What is the number of lines in the listing that contain "await"? Give that number only.
[Opening Record excerpts section]
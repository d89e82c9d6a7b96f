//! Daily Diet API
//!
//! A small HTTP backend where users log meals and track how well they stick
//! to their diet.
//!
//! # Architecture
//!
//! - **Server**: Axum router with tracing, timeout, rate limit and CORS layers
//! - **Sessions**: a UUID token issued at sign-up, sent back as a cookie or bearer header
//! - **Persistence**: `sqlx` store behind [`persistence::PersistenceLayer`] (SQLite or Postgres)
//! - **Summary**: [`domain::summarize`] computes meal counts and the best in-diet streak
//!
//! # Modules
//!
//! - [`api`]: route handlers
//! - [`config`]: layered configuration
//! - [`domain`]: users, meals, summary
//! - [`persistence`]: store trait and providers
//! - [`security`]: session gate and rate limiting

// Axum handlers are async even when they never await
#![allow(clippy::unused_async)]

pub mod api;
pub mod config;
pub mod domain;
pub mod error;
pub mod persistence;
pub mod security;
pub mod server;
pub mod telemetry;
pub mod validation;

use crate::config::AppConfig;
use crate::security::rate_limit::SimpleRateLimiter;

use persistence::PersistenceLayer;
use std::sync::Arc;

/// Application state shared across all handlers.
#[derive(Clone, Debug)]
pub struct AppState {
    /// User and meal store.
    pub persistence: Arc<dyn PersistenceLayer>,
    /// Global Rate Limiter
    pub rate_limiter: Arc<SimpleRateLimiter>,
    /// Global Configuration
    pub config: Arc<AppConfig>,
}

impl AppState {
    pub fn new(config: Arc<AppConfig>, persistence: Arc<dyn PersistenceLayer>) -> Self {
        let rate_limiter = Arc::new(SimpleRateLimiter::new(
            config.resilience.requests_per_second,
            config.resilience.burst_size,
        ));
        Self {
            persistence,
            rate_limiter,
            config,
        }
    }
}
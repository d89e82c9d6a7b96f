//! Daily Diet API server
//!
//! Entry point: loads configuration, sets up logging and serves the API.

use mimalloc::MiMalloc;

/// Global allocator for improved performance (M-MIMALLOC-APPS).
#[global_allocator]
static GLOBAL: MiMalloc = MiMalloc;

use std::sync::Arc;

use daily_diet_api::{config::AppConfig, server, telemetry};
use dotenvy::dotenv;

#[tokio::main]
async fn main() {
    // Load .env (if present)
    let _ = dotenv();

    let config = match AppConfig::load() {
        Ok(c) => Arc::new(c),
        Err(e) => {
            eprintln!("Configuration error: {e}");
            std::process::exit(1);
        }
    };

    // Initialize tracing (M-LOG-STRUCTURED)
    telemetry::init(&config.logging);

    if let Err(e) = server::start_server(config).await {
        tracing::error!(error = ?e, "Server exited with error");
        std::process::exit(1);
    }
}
[Closing Record excerpts section]
- Answer box -
2